Vancomycin-Ligand Complexes. P. J. Loll, J. Kaplan, P. H. Axelsen, Dept. of Pharmacology, University of Pennsylvania School of Medicine, Philadelphia, PA 19143

Vancomycin is a "last-resort" antibiotic used to treat serious bacterial infections resistant to more common antibiotics. Unfortunately, resistance to vancomycin has emerged and is spreading at an alarming rate. e. g., fully 25% of all enterococci isolated at U. Penn. in 1996 were completely resistant to vancomycin. No reliable treatment options exist in such cases.

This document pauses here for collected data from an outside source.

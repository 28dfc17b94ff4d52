use serde::Serialize;
use uuid::Uuid;

use super::SchedulingService;
use super::time_windows::expand;
use crate::error::{AppError, AppResult};
use crate::models::NewSchedulingSlot;

#[derive(Debug, Clone, Copy, PartialEq, Eq, Serialize)]
pub struct SlotGenerationReport {
    /// Rows actually inserted.
    pub created: usize,
    /// Candidate rows before skipping existing (workspace, platform, time).
    pub requested: usize,
}

impl SchedulingService {
    /// Expands the workspace's stored policy and inserts the resulting slots.
    ///
    /// Re-running with an unchanged policy creates nothing.
    pub async fn generate_slots(&self, workspace_id: Uuid) -> AppResult<SlotGenerationReport> {
        let workspace = self.workspace(workspace_id).await?;
        let policy = workspace.policy().ok_or_else(|| {
            AppError::validation(
                "scheduling_policy",
                "workspace has no valid scheduling policy configured",
            )
        })?;
        policy.validate(self.config.max_range_days)?;

        let candidates = expand(&policy, workspace_id)?;
        let requested = candidates.len();
        if requested == 0 {
            tracing::info!(
                workspace_id = %workspace_id,
                "Policy produced no slots (no matching windows or zero limits)"
            );
            return Ok(SlotGenerationReport {
                created: 0,
                requested: 0,
            });
        }

        let rows = candidates
            .into_iter()
            .map(|slot| NewSchedulingSlot {
                id: Uuid::new_v4(),
                workspace_id,
                platform: slot.platform,
                scheduled_at: slot.scheduled_at,
            })
            .collect();
        let created = self.store.insert_slots(rows).await?;

        tracing::info!(
            workspace_id = %workspace_id,
            created = created,
            requested = requested,
            "Generated scheduling slots"
        );

        Ok(SlotGenerationReport { created, requested })
    }
}

#[cfg(test)]
mod tests {
    use super::*;
    use crate::config::SchedulingConfig;
    use crate::models::NewWorkspace;
    use crate::repositories::{MemoryStore, SchedulingStore, SharedStore};
    use serde_json::json;
    use std::sync::Arc;

    async fn service_with_policy(policy: Option<serde_json::Value>) -> (SchedulingService, Uuid) {
        let store: SharedStore = Arc::new(MemoryStore::new());
        let workspace = store
            .create_workspace(NewWorkspace {
                id: Uuid::new_v4(),
                name: "ops".to_string(),
                scheduling_policy: policy,
            })
            .await
            .unwrap();
        (
            SchedulingService::new(store, SchedulingConfig::default()),
            workspace.id,
        )
    }

    fn monday_policy() -> serde_json::Value {
        json!({
            "timezone": "UTC",
            "startDate": "2025-01-06",
            "endDate": "2025-01-06",
            "dailyPostLimit": {"X": 2},
            "coreTimeWindows": [{"daysOfWeek": [1], "startTime": "08:00", "endTime": "10:00"}],
            "minIntervalMinutes": 30,
            "randomJitterMinutes": 0
        })
    }

    #[tokio::test]
    async fn test_generate_is_idempotent() {
        let (service, workspace_id) = service_with_policy(Some(monday_policy())).await;

        let first = service.generate_slots(workspace_id).await.unwrap();
        assert_eq!(
            first,
            SlotGenerationReport {
                created: 2,
                requested: 2
            }
        );

        let second = service.generate_slots(workspace_id).await.unwrap();
        assert_eq!(
            second,
            SlotGenerationReport {
                created: 0,
                requested: 2
            }
        );
        assert_eq!(service.store.count_slots(workspace_id, None).await.unwrap(), 2);
    }

    #[tokio::test]
    async fn test_generate_without_policy_is_validation_error() {
        let (service, workspace_id) = service_with_policy(None).await;

        let err = service.generate_slots(workspace_id).await.unwrap_err();
        assert!(matches!(err, AppError::Validation { .. }));
    }

    #[tokio::test]
    async fn test_generate_no_matching_days_creates_nothing() {
        let mut policy = monday_policy();
        policy["coreTimeWindows"][0]["daysOfWeek"] = json!([0]);
        let (service, workspace_id) = service_with_policy(Some(policy)).await;

        let report = service.generate_slots(workspace_id).await.unwrap();
        assert_eq!(report.created, 0);
        assert_eq!(report.requested, 0);
    }

    #[tokio::test]
    async fn test_generate_unknown_workspace() {
        let (service, _) = service_with_policy(None).await;
        let err = service.generate_slots(Uuid::new_v4()).await.unwrap_err();
        assert!(matches!(err, AppError::NotFound { .. }));
    }
}
use chrono::{DateTime, Utc};
use diesel::prelude::*;
use diesel_async::RunQueryDsl;
use uuid::Uuid;

use crate::db::{AsyncDbPool, get_connection};
use crate::error::{AppResult, DatabaseErrorConverter};
use crate::models::{NewSchedulingSlot, SchedulingSlot};
use crate::schema::scheduling_slots;

/// Rows per INSERT statement, well under the Postgres bind parameter limit.
const INSERT_CHUNK: usize = 1000;

#[derive(Clone)]
pub struct SlotRepository {
    pool: AsyncDbPool,
}

impl SlotRepository {
    pub fn new(pool: AsyncDbPool) -> Self {
        Self { pool }
    }

    /// Inserts slots, skipping (workspace, platform, scheduled_at) collisions.
    pub async fn insert_skip_conflicts(&self, slots: Vec<NewSchedulingSlot>) -> AppResult<usize> {
        let mut conn = get_connection(&self.pool).await?;
        let mut created = 0;

        for chunk in slots.chunks(INSERT_CHUNK) {
            created += diesel::insert_into(scheduling_slots::table)
                .values(chunk)
                .on_conflict((
                    scheduling_slots::workspace_id,
                    scheduling_slots::platform,
                    scheduling_slots::scheduled_at,
                ))
                .do_nothing()
                .execute(&mut conn)
                .await
                .map_err(|e| DatabaseErrorConverter::convert_diesel_error(e, "insert slots"))?;
        }

        Ok(created)
    }

    pub async fn count(&self, workspace_id: Uuid, platform: Option<&str>) -> AppResult<i64> {
        let mut conn = get_connection(&self.pool).await?;

        let mut query = scheduling_slots::table
            .filter(scheduling_slots::workspace_id.eq(workspace_id))
            .into_boxed();
        if let Some(platform) = platform {
            query = query.filter(scheduling_slots::platform.eq(platform));
        }

        query
            .count()
            .get_result(&mut conn)
            .await
            .map_err(|e| DatabaseErrorConverter::convert_diesel_error(e, "count slots"))
    }

    pub async fn list_open(
        &self,
        workspace_id: Uuid,
        platform: Option<&str>,
        after: DateTime<Utc>,
        limit: i64,
    ) -> AppResult<Vec<SchedulingSlot>> {
        let mut conn = get_connection(&self.pool).await?;

        let mut query = scheduling_slots::table
            .filter(scheduling_slots::workspace_id.eq(workspace_id))
            .filter(scheduling_slots::assigned_content_id.is_null())
            .filter(scheduling_slots::scheduled_at.gt(after))
            .select(SchedulingSlot::as_select())
            .into_boxed();
        if let Some(platform) = platform {
            query = query.filter(scheduling_slots::platform.eq(platform));
        }

        query
            .order(scheduling_slots::scheduled_at.asc())
            .limit(limit)
            .load(&mut conn)
            .await
            .map_err(|e| DatabaseErrorConverter::convert_diesel_error(e, "list open slots"))
    }
}
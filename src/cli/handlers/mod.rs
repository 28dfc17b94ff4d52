//! Command handlers for CLI operations
//!
//! This module contains handlers for different CLI commands,
//! separating command execution logic from parsing and validation.

pub mod migrate;
pub mod serve;
pub mod slots;
pub mod tick;

pub use migrate::MigrateCommandHandler;
pub use serve::ServeCommandHandler;
pub use slots::SlotsCommandHandler;
pub use tick::TickCommandHandler;

use crate::config::settings::Settings;
use crate::error::{AppError, AppResult};
use crate::external::publish::ConnectorRegistry;
use crate::repositories::connect_store;
use crate::services::Services;

/// Builds the service layer for one-shot commands.
async fn connect_services(settings: &Settings) -> AppResult<Services> {
    settings.database.validate()?;
    let (store, _pool) = connect_store(&settings.database).await?;
    let connectors = ConnectorRegistry::from_settings(&settings.publishing)?;
    Ok(Services::new(store, connectors, settings))
}

fn print_json<T: serde::Serialize>(value: &T) -> AppResult<()> {
    let rendered = serde_json::to_string_pretty(value).map_err(|e| AppError::Internal {
        source: anyhow::Error::from(e),
    })?;
    println!("{}", rendered);
    Ok(())
}
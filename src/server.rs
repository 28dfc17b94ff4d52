//! Server module for managing HTTP server lifecycle
//!
//! This module handles server initialization, startup, and graceful shutdown.

use tokio::net::TcpListener;
use tokio::signal;
use tokio_util::sync::CancellationToken;

use crate::api::routes::create_router;
use crate::config::settings::{Settings, StoreBackend};
use crate::db::run_pending_migrations;
use crate::external::publish::ConnectorRegistry;
use crate::jobs::TickScheduler;
use crate::repositories::connect_store;
use crate::state::AppState;

/// HTTP server manager
pub struct Server {
    settings: Settings,
    shutdown: CancellationToken,
}

impl Server {
    pub fn new(settings: Settings) -> Self {
        Self {
            settings,
            shutdown: CancellationToken::new(),
        }
    }

    /// Token that stops the server when cancelled, in addition to Ctrl+C and
    /// SIGTERM.
    pub fn shutdown_token(&self) -> CancellationToken {
        self.shutdown.clone()
    }

    /// Start the server and run until shutdown signal
    ///
    /// This method:
    /// 1. Logs startup information
    /// 2. Connects the configured store, migrating it when enabled
    /// 3. Builds publish connectors and application state
    /// 4. Starts the in-process tick scheduler when enabled
    /// 5. Serves HTTP until shutdown, then stops the scheduler
    ///
    /// # Errors
    /// - Store connection or migration errors
    /// - Connector configuration errors
    /// - Address binding errors
    /// - Server runtime errors
    pub async fn run(self) -> anyhow::Result<()> {
        let settings = &self.settings;

        tracing::info!(
            app_name = %settings.application.name,
            app_version = %settings.application.version,
            "Application starting"
        );

        tracing::info!(
            host = %settings.server.host,
            port = settings.server.port,
            request_timeout = settings.server.request_timeout,
            keep_alive_timeout = settings.server.keep_alive_timeout,
            "Server configuration loaded"
        );

        tracing::info!(
            backend = ?settings.database.backend,
            max_connections = settings.database.max_connections,
            auto_migrate = settings.database.auto_migrate,
            "Store configuration loaded"
        );

        tracing::info!(
            cron_enabled = settings.cron.enabled,
            cron_secret_configured = settings.cron.secret().is_some(),
            stale_posting_minutes = settings.publishing.stale_posting_minutes,
            "Publishing configuration loaded"
        );

        let (store, _pool) = connect_store(&settings.database).await?;

        if settings.database.backend == StoreBackend::Postgres && settings.database.auto_migrate {
            let applied = run_pending_migrations(&settings.database.url).await?;
            tracing::info!(applied = applied.len(), "Database migrations applied");
        }

        let connectors = ConnectorRegistry::from_settings(&settings.publishing)?;
        tracing::info!(platforms = ?connectors.platforms(), "Publish connectors registered");

        let state = AppState::new(store, connectors, settings);

        let scheduler = if settings.cron.enabled {
            let scheduler =
                TickScheduler::new(state.services.publishing.clone(), settings.cron.clone())
                    .await?;
            scheduler.start().await?;
            Some(scheduler)
        } else {
            tracing::info!("In-process tick scheduler disabled; expecting external triggers");
            None
        };

        let router = create_router(state);

        let address = settings.server.address();
        let listener = TcpListener::bind(&address).await.map_err(|e| {
            tracing::error!(error = %e, address = %address, "Failed to bind to address");
            anyhow::anyhow!("Failed to bind to {}: {}", address, e)
        })?;

        tracing::info!(address = %address, "Server listening");

        tokio::spawn(shutdown_signal(self.shutdown.clone()));

        let shutdown = self.shutdown.clone();
        let served = axum::serve(listener, router)
            .with_graceful_shutdown(async move { shutdown.cancelled().await })
            .await;

        if let Some(scheduler) = scheduler
            && let Err(e) = scheduler.stop().await
        {
            tracing::warn!(error = %e, "Failed to stop tick scheduler");
        }

        served?;
        tracing::info!("Server shutdown complete");

        Ok(())
    }
}

/// Cancels `token` on Ctrl+C or SIGTERM.
///
/// A signal handler that cannot be installed is logged and ignored; the
/// other signal and the token still work.
async fn shutdown_signal(token: CancellationToken) {
    let ctrl_c = async {
        if let Err(e) = signal::ctrl_c().await {
            tracing::warn!(error = %e, "Failed to install Ctrl+C handler");
            std::future::pending::<()>().await;
        }
    };

    #[cfg(unix)]
    let terminate = async {
        match signal::unix::signal(signal::unix::SignalKind::terminate()) {
            Ok(mut stream) => {
                stream.recv().await;
            }
            Err(e) => {
                tracing::warn!(error = %e, "Failed to install SIGTERM handler");
                std::future::pending::<()>().await;
            }
        }
    };

    #[cfg(not(unix))]
    let terminate = std::future::pending::<()>();

    tokio::select! {
        _ = ctrl_c => {
            tracing::info!("Received Ctrl+C, initiating graceful shutdown");
        }
        _ = terminate => {
            tracing::info!("Received SIGTERM, initiating graceful shutdown");
        }
        _ = token.cancelled() => return,
    }

    token.cancel();
}

#[cfg(test)]
mod tests {
    use super::*;
    use std::time::Duration;

    #[tokio::test]
    async fn test_server_stops_when_token_cancelled() {
        let mut settings = Settings::default();
        settings.database.backend = StoreBackend::Memory;
        settings.server.port = 0;

        let server = Server::new(settings);
        let token = server.shutdown_token();
        let handle = tokio::spawn(server.run());

        tokio::time::sleep(Duration::from_millis(50)).await;
        token.cancel();

        let result = tokio::time::timeout(Duration::from_secs(5), handle)
            .await
            .unwrap()
            .unwrap();
        assert!(result.is_ok());
    }
}
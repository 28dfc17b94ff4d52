use crate::error::{AppError, AppResult};
use axum::extract::{FromRequest, FromRequestParts, Json, Path, Query, Request};
use axum::http::request::Parts;
use serde::de::DeserializeOwned;
use validator::Validate;

/// JSON body that has passed its `validator` rules.
#[derive(Debug, Clone, Copy, Default)]
pub struct ValidatedJson<T>(pub T);

impl<T, S> FromRequest<S> for ValidatedJson<T>
where
    T: DeserializeOwned + Validate,
    S: Send + Sync,
{
    type Rejection = AppError;

    async fn from_request(req: Request, state: &S) -> AppResult<Self> {
        let Json(value) = Json::<T>::from_request(req, state).await?;
        value.validate()?;
        Ok(ValidatedJson(value))
    }
}

/// JSON body for types whose checks live in the service layer.
#[derive(Debug, Clone, Copy, Default)]
pub struct ApiJson<T>(pub T);

impl<T, S> FromRequest<S> for ApiJson<T>
where
    T: DeserializeOwned,
    S: Send + Sync,
{
    type Rejection = AppError;

    async fn from_request(req: Request, state: &S) -> AppResult<Self> {
        let Json(value) = Json::<T>::from_request(req, state).await?;
        Ok(ApiJson(value))
    }
}

/// Query string that has passed its `validator` rules.
#[derive(Debug, Clone, Copy, Default)]
pub struct ValidatedQuery<T>(pub T);

impl<T, S> FromRequestParts<S> for ValidatedQuery<T>
where
    T: DeserializeOwned + Validate,
    S: Send + Sync,
{
    type Rejection = AppError;

    async fn from_request_parts(parts: &mut Parts, state: &S) -> AppResult<Self> {
        let Query(value) = Query::<T>::from_request_parts(parts, state).await?;
        value.validate()?;
        Ok(ValidatedQuery(value))
    }
}

/// Path parameters with rejections reported as [`AppError::BadRequest`].
#[derive(Debug, Clone, Copy, Default)]
pub struct ApiPath<T>(pub T);

impl<T, S> FromRequestParts<S> for ApiPath<T>
where
    T: DeserializeOwned + Send,
    S: Send + Sync,
{
    type Rejection = AppError;

    async fn from_request_parts(parts: &mut Parts, state: &S) -> AppResult<Self> {
        let Path(value) = Path::<T>::from_request_parts(parts, state).await?;
        Ok(ApiPath(value))
    }
}

#[cfg(test)]
mod tests {
    use super::*;
    use axum::body::Body;
    use axum::http::{Method, header};
    use serde::Deserialize;
    use validator::Validate;

    #[derive(Debug, Deserialize, Validate)]
    struct TestBody {
        #[validate(length(min = 1, max = 64, message = "Platform must be between 1 and 64 characters"))]
        platform: String,
        #[validate(range(min = 1, max = 500, message = "Limit must be between 1 and 500"))]
        limit: Option<i64>,
    }

    fn json_request(body: &str) -> Request {
        Request::builder()
            .method(Method::POST)
            .uri("/test")
            .header(header::CONTENT_TYPE, "application/json")
            .body(Body::from(body.to_string()))
            .unwrap()
    }

    #[tokio::test]
    async fn test_valid_json() {
        let request = json_request(r#"{"platform":"threads","limit":10}"#);

        let ValidatedJson(body) = ValidatedJson::<TestBody>::from_request(request, &())
            .await
            .unwrap();

        assert_eq!(body.platform, "threads");
        assert_eq!(body.limit, Some(10));
    }

    #[tokio::test]
    async fn test_json_validation_errors() {
        let request = json_request(r#"{"platform":"","limit":0}"#);

        let error = ValidatedJson::<TestBody>::from_request(request, &())
            .await
            .unwrap_err();

        match error {
            AppError::ValidationErrors { errors } => {
                let fields: Vec<&str> = errors.iter().map(|e| e.field.as_str()).collect();
                assert_eq!(fields, vec!["limit", "platform"]);
            }
            _ => panic!("Expected ValidationErrors error, got {:?}", error),
        }
    }

    #[tokio::test]
    async fn test_json_rejection_is_bad_request() {
        let request = json_request(r#"{"limit":5}"#);

        let error = ValidatedJson::<TestBody>::from_request(request, &())
            .await
            .unwrap_err();

        match error {
            AppError::BadRequest { message } => assert!(!message.is_empty()),
            _ => panic!("Expected BadRequest error, got {:?}", error),
        }
    }

    #[tokio::test]
    async fn test_missing_content_type() {
        let request = Request::builder()
            .method(Method::POST)
            .uri("/test")
            .body(Body::from(r#"{"platform":"threads"}"#))
            .unwrap();

        let result = ValidatedJson::<TestBody>::from_request(request, &()).await;
        assert!(matches!(result, Err(AppError::BadRequest { .. })));
    }

    #[tokio::test]
    async fn test_query_validation() {
        let request = Request::builder()
            .uri("/test?platform=x&limit=900")
            .body(Body::empty())
            .unwrap();
        let (mut parts, _) = request.into_parts();

        let error = ValidatedQuery::<TestBody>::from_request_parts(&mut parts, &())
            .await
            .unwrap_err();

        match error {
            AppError::ValidationErrors { errors } => {
                assert_eq!(errors.len(), 1);
                assert_eq!(errors[0].field, "limit");
            }
            _ => panic!("Expected ValidationErrors error, got {:?}", error),
        }
    }

    #[tokio::test]
    async fn test_query_rejection_is_bad_request() {
        let request = Request::builder()
            .uri("/test?limit=abc")
            .body(Body::empty())
            .unwrap();
        let (mut parts, _) = request.into_parts();

        let result = ValidatedQuery::<TestBody>::from_request_parts(&mut parts, &()).await;
        assert!(matches!(result, Err(AppError::BadRequest { .. })));
    }
}
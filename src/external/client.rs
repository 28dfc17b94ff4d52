use std::time::Duration;

use crate::error::{AppError, AppResult};

/// User-Agent sent to publishing providers.
pub fn user_agent() -> String {
    format!("slotcast/{}", crate::pkg_version())
}

/// Builds the HTTP client shared by the publish connectors.
///
/// One client is constructed at startup and handed to each connector, so
/// connection pools are shared and tests can point connectors at a local
/// server.
///
/// # Features
/// - **Timeouts**: `timeout` per request, 10s connect timeout
/// - **Compression**: gzip and brotli
/// - **HTTP/2**: adaptive window sizing and keep-alive
pub fn build_http_client(timeout: Duration) -> AppResult<reqwest::Client> {
    reqwest::Client::builder()
        // Timeouts
        .timeout(timeout)
        .connect_timeout(Duration::from_secs(10))
        // Connection pooling
        .pool_max_idle_per_host(10)
        .pool_idle_timeout(Duration::from_secs(90))
        // HTTP/2 settings
        .http2_adaptive_window(true)
        .http2_keep_alive_interval(Duration::from_secs(10))
        .http2_keep_alive_timeout(Duration::from_secs(20))
        .gzip(true)
        .brotli(true)
        .user_agent(user_agent())
        .build()
        .map_err(|e| AppError::Configuration {
            key: "publishing".to_string(),
            source: anyhow::Error::from(e),
        })
}
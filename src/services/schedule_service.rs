//! Schedule service: listing, confirmation, cancellation and cleanup.

use chrono::Utc;
use uuid::Uuid;

use crate::error::{AppError, AppResult};
use crate::models::{PublishedPost, Schedule, ScheduleStatus};
use crate::repositories::{CancelOutcome, ScheduleFilter, SharedStore};

const MAX_LIST_LIMIT: i64 = 500;

#[derive(Clone)]
pub struct ScheduleService {
    store: SharedStore,
}

impl ScheduleService {
    pub fn new(store: SharedStore) -> Self {
        Self { store }
    }

    /// Lists schedules soonest first, each with its published record.
    pub async fn list_schedules(
        &self,
        workspace_id: Option<Uuid>,
        status: Option<ScheduleStatus>,
        limit: Option<i64>,
    ) -> AppResult<Vec<(Schedule, Option<PublishedPost>)>> {
        self.store
            .list_schedules(ScheduleFilter {
                workspace_id,
                status,
                limit: limit.unwrap_or(100).clamp(1, MAX_LIST_LIMIT),
            })
            .await
    }

    pub async fn get_schedule(&self, id: Uuid) -> AppResult<Schedule> {
        self.store
            .find_schedule(id)
            .await?
            .ok_or_else(|| AppError::not_found("schedule", id))
    }

    /// Confirms a waiting schedule so the tick will publish it.
    ///
    /// Confirming twice, or confirming a schedule that already left
    /// `waiting`, is a conflict.
    pub async fn confirm(&self, id: Uuid) -> AppResult<Schedule> {
        if let Some(schedule) = self.store.confirm_schedule(id, Utc::now()).await? {
            tracing::info!(schedule_id = %id, "Schedule confirmed");
            return Ok(schedule);
        }

        let current = self.get_schedule(id).await?;
        if current.is_confirmed {
            Err(AppError::conflict("schedule is already confirmed"))
        } else {
            Err(AppError::conflict(format!(
                "only waiting schedules can be confirmed (status is {})",
                current.status
            )))
        }
    }

    /// Deletes a waiting content-pool schedule and releases its slot and
    /// content item.
    pub async fn cancel(&self, id: Uuid) -> AppResult<()> {
        match self.store.cancel_schedule(id).await? {
            CancelOutcome::Cancelled => {
                tracing::info!(schedule_id = %id, "Schedule cancelled");
                Ok(())
            }
            CancelOutcome::NotFound => Err(AppError::not_found("schedule", id)),
            CancelOutcome::Rejected(reason) => Err(AppError::conflict(reason)),
        }
    }

    /// Removes failed schedules that never published. Returns how many.
    pub async fn cleanup_failed(&self, workspace_id: Option<Uuid>) -> AppResult<u64> {
        let removed = self.store.cleanup_failed(workspace_id).await?;
        tracing::info!(removed = removed, "Cleaned up failed schedules");
        Ok(removed)
    }
}

#[cfg(test)]
mod tests {
    use super::*;
    use crate::config::SchedulingConfig;
    use crate::models::{ContentStatus, NewPostDraft, NewSchedule, NewWorkspace};
    use crate::repositories::{MemoryStore, SchedulingStore};
    use crate::services::SchedulingService;
    use chrono::Duration;
    use serde_json::json;
    use std::sync::Arc;

    struct Fixture {
        store: Arc<MemoryStore>,
        schedules: ScheduleService,
        workspace_id: Uuid,
        post_draft_id: Uuid,
        schedule_id: Uuid,
    }

    /// One future slot paired with one pool item.
    async fn assigned() -> Fixture {
        let store = Arc::new(MemoryStore::new());
        let day = (Utc::now() + Duration::days(3)).date_naive();
        let workspace = store
            .create_workspace(NewWorkspace {
                id: Uuid::new_v4(),
                name: "schedules".to_string(),
                scheduling_policy: Some(json!({
                    "timezone": "UTC",
                    "startDate": day.to_string(),
                    "endDate": day.to_string(),
                    "dailyPostLimit": {"threads": 1},
                    "coreTimeWindows": [{
                        "daysOfWeek": [0, 1, 2, 3, 4, 5, 6],
                        "startTime": "10:00",
                        "endTime": "11:00"
                    }]
                })),
            })
            .await
            .unwrap();
        let item = store
            .create_post_draft(NewPostDraft {
                id: Uuid::new_v4(),
                workspace_id: workspace.id,
                platform: "threads".to_string(),
                body: "hello".to_string(),
                thread_replies: json!([]),
            })
            .await
            .unwrap();

        let scheduling = SchedulingService::new(store.clone(), SchedulingConfig::default());
        scheduling.generate_slots(workspace.id).await.unwrap();
        let report = scheduling.assign(workspace.id, None, None).await.unwrap();
        let schedule_id = report.results[0].schedule_id.unwrap();

        Fixture {
            schedules: ScheduleService::new(store.clone()),
            store,
            workspace_id: workspace.id,
            post_draft_id: item.id,
            schedule_id,
        }
    }

    impl Fixture {
        async fn item_status(&self) -> ContentStatus {
            self.store
                .list_post_drafts(self.workspace_id, None, None, 10)
                .await
                .unwrap()
                .into_iter()
                .find(|d| d.id == self.post_draft_id)
                .unwrap()
                .status
        }

        async fn open_slots(&self) -> usize {
            self.store
                .list_open_slots(self.workspace_id, None, Utc::now(), 10)
                .await
                .unwrap()
                .len()
        }
    }

    #[tokio::test]
    async fn test_confirm_once() {
        let fixture = assigned().await;

        let confirmed = fixture.schedules.confirm(fixture.schedule_id).await.unwrap();
        assert!(confirmed.is_confirmed);
        assert_eq!(fixture.item_status().await, ContentStatus::Confirmed);

        let err = fixture.schedules.confirm(fixture.schedule_id).await.unwrap_err();
        assert!(matches!(err, AppError::Conflict { .. }));

        let err = fixture.schedules.confirm(Uuid::new_v4()).await.unwrap_err();
        assert!(matches!(err, AppError::NotFound { .. }));
    }

    #[tokio::test]
    async fn test_cancel_releases_slot_and_content() {
        let fixture = assigned().await;
        assert_eq!(fixture.open_slots().await, 0);

        fixture.schedules.cancel(fixture.schedule_id).await.unwrap();

        assert_eq!(fixture.open_slots().await, 1);
        assert_eq!(fixture.item_status().await, ContentStatus::Generated);
        let err = fixture.schedules.cancel(fixture.schedule_id).await.unwrap_err();
        assert!(matches!(err, AppError::NotFound { .. }));
    }

    #[tokio::test]
    async fn test_cancel_rejects_posting_and_legacy() {
        let fixture = assigned().await;
        fixture.schedules.confirm(fixture.schedule_id).await.unwrap();
        fixture
            .store
            .claim_schedule(fixture.schedule_id, Utc::now())
            .await
            .unwrap();

        let err = fixture.schedules.cancel(fixture.schedule_id).await.unwrap_err();
        assert!(matches!(err, AppError::Conflict { .. }));

        let legacy = fixture
            .store
            .create_schedule(NewSchedule {
                id: Uuid::new_v4(),
                workspace_id: fixture.workspace_id,
                platform: "threads".to_string(),
                scheduled_at: Utc::now(),
                status: ScheduleStatus::Waiting,
                is_confirmed: false,
                slot_id: None,
                draft_id: Some(Uuid::new_v4()),
                post_draft_id: None,
                post_text: None,
            })
            .await
            .unwrap();
        let err = fixture.schedules.cancel(legacy.id).await.unwrap_err();
        assert!(matches!(err, AppError::Conflict { .. }));
    }

    #[tokio::test]
    async fn test_cleanup_failed_releases_pool() {
        let fixture = assigned().await;
        fixture.schedules.confirm(fixture.schedule_id).await.unwrap();
        fixture
            .store
            .claim_schedule(fixture.schedule_id, Utc::now())
            .await
            .unwrap();
        fixture
            .store
            .fail_schedule(fixture.schedule_id, "provider responded 400: bad")
            .await
            .unwrap();

        let failed = fixture
            .schedules
            .list_schedules(Some(fixture.workspace_id), Some(ScheduleStatus::Failed), None)
            .await
            .unwrap();
        assert_eq!(failed.len(), 1);

        let removed = fixture
            .schedules
            .cleanup_failed(Some(fixture.workspace_id))
            .await
            .unwrap();
        assert_eq!(removed, 1);
        assert_eq!(fixture.open_slots().await, 1);
        assert_eq!(fixture.item_status().await, ContentStatus::Generated);
        assert!(
            fixture
                .schedules
                .list_schedules(Some(fixture.workspace_id), None, None)
                .await
                .unwrap()
                .is_empty()
        );
    }
}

Vancomycin binds a peptide chain terminating in D-alanine-D-alanine which is formed as an intermediate in bacterial cell wall biosynthesis. The most common vancomycin resistance phenotype alters this sequence to D-alanine-D-lactate; this change from the amide to the ester ablates vancomycin binding. We are using a combination of crystallographic, spectroscopic, and modeling methods to understand the recognition of various ligands by vancomycin, with the aim of designing novel therapeutic agents to address the emerging threat of resistant microorganisms.

As is true for many "large small molecules," the structure solution of vancomycin was hampered by a large unit cell (5 x 10⁴ ų; ca. 300 unique non-hydrogen atoms) containing a high percentage of poorly ordered solvent. The structure of the vancomycin:acetate complex has recently been solved, using synchrotron radiation and ab initio phasing methods that employ iterative real space/reciprocal space recycling^1,2. We report here structures for complexes of vancomycin with several larger ligands, and discuss their significance for the recognition of physiologically relevant targets.

1. Schäfer, M., Schneider, T. R., & Sheldrick, G. M. (1996) Structure 4: 1509-1515.

2. Loll, P. J., Bevivino, A. E., Korty, B. D., & Axelsen, P. H. (1997) J. Am. Chem. Soc. 119: 1516-1522.